Harris is married and has two daughters. As of 2011 he hosted Ottawa's annual "Alzheimers Flame of Hope Golf Tournament" (his mother, who died in 2009, suffered from the disease), and divided his time between his homes in Ottawa, Ontario and Lunenburg, Nova Scotia. He was the visiting Irving Chair in Journalism at St. Thomas University in New Brunswick.

== Works ==

=== Non-fiction ===
- Justice denied: The law versus Donald Marshall (1986), Macmillan of Canada, ISBN 0771596901
- Unholy Orders: Tragedy at Mount Cashel (1990), Viking Adult, ISBN 0670834815
- Rare Ambition : The Crosbies of Newfoundland (1993), Penguin, ISBN 0140232206
- The Prodigal Husband: the Tragedy of Helmuth and Hanna Buxbaum (1994), McClelland & Stewart, ISBN 0771039565
- The Judas Kiss: The Undercover Life of Patrick Kelly (1996), McClelland & Stewart, ISBN 077103959X
- Harris, Michael (1998). "Lament for an Ocean: The Collapse of the Atlantic Cod Fishery, a True Crime Story"
- Con Game: The Truth About Canada's Prisons (2002), McClelland & Stewart, ISBN 0771039611
- Party of One: Stephen Harper And Canada's Radical Makeover (2014), Viking, ISBN 0670067016

=== Movies ===
- Unholy Orders (based on the book)
- Vanishing Point (based on Lament for an Ocean: The Collapse of the Atlantic Cod Fishery)
- Murder, Most Likely (based on The Judas Kiss: The Undercover Life of Patrick Kelly (1999)

== Awards and honours ==
=== Awards ===
- Unholy Orders: the Tragedy at Mount Cashel received the Foundation for the Advancement of Canadian Letters' Book of the Year award.
- "Unheard Cries: The Burial of Sexual Abuse at Mt.
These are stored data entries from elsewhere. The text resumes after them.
use cachet::CacheBuilder;
use std::sync::atomic::{AtomicUsize, Ordering};
use std::sync::{Arc, Barrier};
use std::thread;

// Under a put-if-absent race, exactly one thread wins, the stored value is
// the winner's, and the put counter moves exactly once.
#[test]
fn put_if_absent_race_has_one_winner() {
  const THREADS: usize = 100;

  let cache = CacheBuilder::default().build().unwrap();
  let barrier = Arc::new(Barrier::new(THREADS));
  let created = Arc::new(AtomicUsize::new(0));

  let handles: Vec<_> = (0..THREADS)
    .map(|thread_id| {
      let cache = cache.clone();
      let barrier = barrier.clone();
      let created = created.clone();
      thread::spawn(move || {
        barrier.wait();
        if cache.put_if_absent(7, thread_id as i32).unwrap() {
          created.fetch_add(1, Ordering::Relaxed);
          Some(thread_id as i32)
        } else {
          None
        }
      })
    })
    .collect();

  let mut winner = None;
  for handle in handles {
    if let Some(value) = handle.join().unwrap() {
      assert!(winner.is_none(), "two threads claimed the create");
      winner = Some(value);
    }
  }

  assert_eq!(created.load(Ordering::Relaxed), 1);
  assert_eq!(cache.get(&7).unwrap().as_deref(), winner.as_ref());
  assert_eq!(cache.stats().puts, 1);
}

#[test]
fn concurrent_puts_on_distinct_keys_all_land() {
  const THREADS: usize = 8;
  const KEYS_PER_THREAD: i32 = 500;

  let cache = CacheBuilder::default().build().unwrap();
  let handles: Vec<_> = (0..THREADS as i32)
    .map(|t| {
      let cache = cache.clone();
      thread::spawn(move || {
        for i in 0..KEYS_PER_THREAD {
          let key = t * KEYS_PER_THREAD + i;
          cache.put(key, key).unwrap();
        }
      })
    })
    .collect();
  for handle in handles {
    handle.join().unwrap();
  }

  assert_eq!(cache.len(), THREADS * KEYS_PER_THREAD as usize);
  for key in 0..(THREADS as i32 * KEYS_PER_THREAD) {
    assert_eq!(cache.get(&key).unwrap().as_deref(), Some(&key));
  }
}

// Hammering one key from many threads must keep the slot consistent: the
// final value is one of the written values and counters stay coherent.
#[test]
fn contended_single_key_stays_consistent() {
  const THREADS: usize = 8;
  const ROUNDS: i32 = 200;

  let cache = CacheBuilder::default().build().unwrap();
  let barrier = Arc::new(Barrier::new(THREADS));

  let handles: Vec<_> = (0..THREADS as i32)
    .map(|t| {
      let cache = cache.clone();
      let barrier = barrier.clone();
      thread::spawn(move || {
        barrier.wait();
        for round in 0..ROUNDS {
          match round % 4 {
            0 => {
              cache.put(1, t * ROUNDS + round).unwrap();
            }
            1 => {
              let _ = cache.get(&1).unwrap();
            }
            2 => {
              let _ = cache.put_if_absent(1, t).unwrap();
            }
            _ => {
              let _ = cache.remove(&1).unwrap();
            }
          }
        }
      })
    })
    .collect();
  for handle in handles {
    handle.join().unwrap();
  }

  // The slot either holds a value some thread wrote or is empty; either way
  // the map is intact and usable.
  assert!(cache.len() <= 1);
  cache.put(1, -1).unwrap();
  assert_eq!(cache.get(&1).unwrap().as_deref(), Some(&-1));
}
//! A concurrent, bounded, in-process key-value cache.
//!
//! `cachet` stores entries in a sharded map with per-entry expiration,
//! enforces a capacity bound with a pluggable, sampled victim-selection
//! policy, and exposes every entry lifecycle transition (created, updated,
//! removed, expired) to registered listeners, delivered inline or through
//! per-listener bounded queues. Optional read-through loading and
//! write-through persistence hook the cache up to an external store.
//!
//! ```
//! use cachet::{CacheBuilder, CreatedExpiry};
//! use std::time::Duration;
//!
//! let cache = CacheBuilder::default()
//!   .capacity(10_000)
//!   .expiry_policy(CreatedExpiry::new(Duration::from_secs(60)))
//!   .build()
//!   .unwrap();
//!
//! cache.put("answer", 42).unwrap();
//! assert_eq!(cache.get(&"answer").unwrap().as_deref(), Some(&42));
//! ```

pub mod builder;
pub mod error;
pub mod expiry;
pub mod listener;
pub mod loader;
pub mod policy;

mod cache;
mod dispatch;
mod entry;
mod pipeline;
mod registry;
mod rng;
mod shared;
mod stats;
mod store;
mod task;
mod time;

pub use builder::CacheBuilder;
pub use cache::{Cache, Iter};
pub use error::{BuildError, CacheError, DynError};
pub use expiry::{CreatedExpiry, Eternal, ExpiryPolicy, ModifiedExpiry, TouchedExpiry, NEVER};
pub use listener::{
  CacheEntryListener, EntryEvent, EventFilter, EventType, FnListener, ListenerConfig,
};
pub use loader::{CacheLoader, CacheWriter, FnLoader};
pub use policy::{FifoPolicy, SampledLfu, SampledLru, VictimMeta, VictimPolicy};
pub use stats::StatsSnapshot;
use std::error::Error;
use std::fmt;

/// Boxed error type accepted from user-provided loaders and writers.
pub type DynError = Box<dyn Error + Send + Sync + 'static>;

/// Errors surfaced by cache operations.
#[derive(Debug)]
pub enum CacheError {
  /// The operation was invoked on a cache that is closing or closed.
  Closed,
  /// A read-through loader failed. No cache state was changed.
  Loader(DynError),
  /// A write-through writer failed. The in-memory mutation had already
  /// committed and is not rolled back.
  Writer(DynError),
  /// The same listener instance was registered a second time. The first
  /// registration remains active.
  ListenerAlreadyRegistered,
}

impl fmt::Display for CacheError {
  fn fmt(&self, f: &mut fmt::Formatter<'_>) -> fmt::Result {
    match self {
      CacheError::Closed => write!(f, "cache is not open"),
      CacheError::Loader(err) => write!(f, "cache loader failed: {}", err),
      CacheError::Writer(err) => write!(f, "cache writer failed: {}", err),
      CacheError::ListenerAlreadyRegistered => {
        write!(f, "cache entry listener may not be registered twice")
      }
    }
  }
}

impl Error for CacheError {
  fn source(&self) -> Option<&(dyn Error + 'static)> {
    match self {
      CacheError::Loader(err) | CacheError::Writer(err) => Some(err.as_ref()),
      _ => None,
    }
  }
}

/// Errors that can occur when building a cache.
#[derive(Debug, Clone, PartialEq, Eq)]
pub enum BuildError {
  /// The cache was configured with a capacity of zero, which is not allowed
  /// for a bounded cache. Leave the capacity unset for an unbounded cache.
  ZeroCapacity,
  /// The cache was configured with zero shards, which is not allowed.
  ZeroShards,
  /// The eviction sample size cannot be zero.
  ZeroSampleSize,
  /// The same listener instance was supplied to the builder twice.
  DuplicateListener,
}

impl fmt::Display for BuildError {
  fn fmt(&self, f: &mut fmt::Formatter<'_>) -> fmt::Result {
    match self {
      BuildError::ZeroCapacity => write!(f, "bounded cache capacity cannot be zero"),
      BuildError::ZeroShards => write!(f, "shard count cannot be zero"),
      BuildError::ZeroSampleSize => write!(f, "eviction sample size cannot be zero"),
      BuildError::DuplicateListener => {
        write!(f, "cache entry listener may not be registered twice")
      }
    }
  }
}

impl Error for BuildError {}
use once_cell::sync::Lazy;
use std::time::Instant;

// The single, static reference point for all time calculations in the cache.
// It is initialized lazily on its first use.
static CACHE_EPOCH: Lazy<Instant> = Lazy::new(Instant::now);

/// Returns the current time as nanoseconds since the cache's epoch.
#[inline]
pub(crate) fn now_nanos() -> u64 {
  Instant::now().saturating_duration_since(*CACHE_EPOCH).as_nanos() as u64
}
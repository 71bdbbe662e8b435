use crate::listener::{CacheEntryListener, EntryEvent};
use crate::stats::StatisticsCalculator;

use std::panic::{catch_unwind, AssertUnwindSafe};
use std::sync::atomic::{AtomicBool, Ordering};
use std::sync::Arc;
use std::thread::{self, JoinHandle};
use std::time::{Duration, Instant};

use crossbeam_channel::{bounded, RecvTimeoutError, Sender};
use parking_lot::Mutex;

/// How often the worker re-checks its stop flag while the queue is idle.
const WORKER_POLL_INTERVAL: Duration = Duration::from_millis(25);

/// Invokes a listener, containing any panic. A misbehaving listener must not
/// poison the pipeline or its worker.
pub(crate) fn deliver_guarded<K, V>(
  listener: &Arc<dyn CacheEntryListener<K, V>>,
  event: &EntryEvent<K, V>,
  stats: &StatisticsCalculator,
) {
  let outcome = catch_unwind(AssertUnwindSafe(|| listener.on_event(event)));
  if outcome.is_err() {
    stats.listener_failures.fetch_add(1, Ordering::Relaxed);
    log::error!("cache entry listener panicked; event discarded");
  }
}

/// The bounded queue and dedicated worker behind one listener registration.
///
/// Every registration owns one, so eviction-driven dispatch can route events
/// asynchronously even for listeners that normally deliver inline. Delivery
/// order for a single registration matches enqueue order.
pub(crate) struct DispatchChannel<K, V> {
  tx: Sender<EntryEvent<K, V>>,
  stop: Arc<AtomicBool>,
  handle: Mutex<Option<JoinHandle<()>>>,
  enqueue_timeout: Duration,
}

impl<K, V> DispatchChannel<K, V>
where
  K: Send + 'static,
  V: Send + Sync + 'static,
{
  /// Spawns the worker thread for a registration.
  pub(crate) fn spawn(
    listener: Arc<dyn CacheEntryListener<K, V>>,
    capacity: usize,
    enqueue_timeout: Duration,
    stats: Arc<StatisticsCalculator>,
  ) -> Self {
    let (tx, rx) = bounded::<EntryEvent<K, V>>(capacity);
    let stop = Arc::new(AtomicBool::new(false));
    let stop_flag = stop.clone();

    let handle = thread::spawn(move || {
      loop {
        if stop_flag.load(Ordering::Acquire) {
          break;
        }
        match rx.recv_timeout(WORKER_POLL_INTERVAL) {
          Ok(event) => deliver_guarded(&listener, &event, &stats),
          Err(RecvTimeoutError::Timeout) => {}
          Err(RecvTimeoutError::Disconnected) => break,
        }
      }
      // Drain whatever is still queued before exiting.
      while let Ok(event) = rx.try_recv() {
        deliver_guarded(&listener, &event, &stats);
      }
    });

    Self {
      tx,
      stop,
      handle: Mutex::new(Some(handle)),
      enqueue_timeout,
    }
  }
}

impl<K, V> DispatchChannel<K, V> {
  /// Enqueues one event. Blocks up to the configured timeout when the queue
  /// is full; on timeout the event is dropped and counted.
  pub(crate) fn enqueue(&self, event: EntryEvent<K, V>, stats: &StatisticsCalculator) {
    if self.stop.load(Ordering::Acquire) {
      return;
    }
    if self.tx.send_timeout(event, self.enqueue_timeout).is_err() {
      stats.events_dropped.fetch_add(1, Ordering::Relaxed);
      log::warn!("listener queue full past enqueue timeout; event dropped");
    }
  }

  /// Signals the worker to drain and stop, waiting until `deadline`. A
  /// worker still busy in user code after the deadline is detached.
  pub(crate) fn shutdown(&self, deadline: Instant) {
    self.stop.store(true, Ordering::Release);
    let handle = self.handle.lock().take();
    if let Some(handle) = handle {
      while !handle.is_finished() && Instant::now() < deadline {
        thread::sleep(Duration::from_millis(1));
      }
      if handle.is_finished() {
        let _ = handle.join();
      } else {
        log::warn!("listener worker did not drain within the grace period; detaching");
      }
    }
  }
}

impl<K, V> Drop for DispatchChannel<K, V> {
  fn drop(&mut self) {
    // Dropping the sender disconnects the channel; the worker drains any
    // remaining events and terminates on its own.
    self.stop.store(true, Ordering::Release);
  }
}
Cashel Orphanage" in The Sunday Express won a 1990 Centre for Investigative Journalism Award.
- Rare Ambition: the Crosbies of Newfoundland was the 1994 winner of the TORGI Talking Book of the Year, the Foundation for The Advancement of Canadian Letters Book of the Year Award
- The Prodigal Husband: the Tragedy of Helmuth and Hanna Buxbaum won the 1995 Arthur Ellis Awards / Prix Arthur Ellis prize for the best true crime book in Canada
- Lament for an Ocean: The Collapse of the Atlantic Cod Fishery was short listed for the Donner Prize in 1998
- Forest For Christmas won the 2014 Amazon.ca First Novel Award

=== Honours ===
Michael Harris was awarded a Doctor of Laws by the Memorial University of Newfoundland for his "unceasing pursuit of justice for the less fortunate among us."

He was the visiting Irving Chair in Journalism at St. Thomas University in New Brunswick.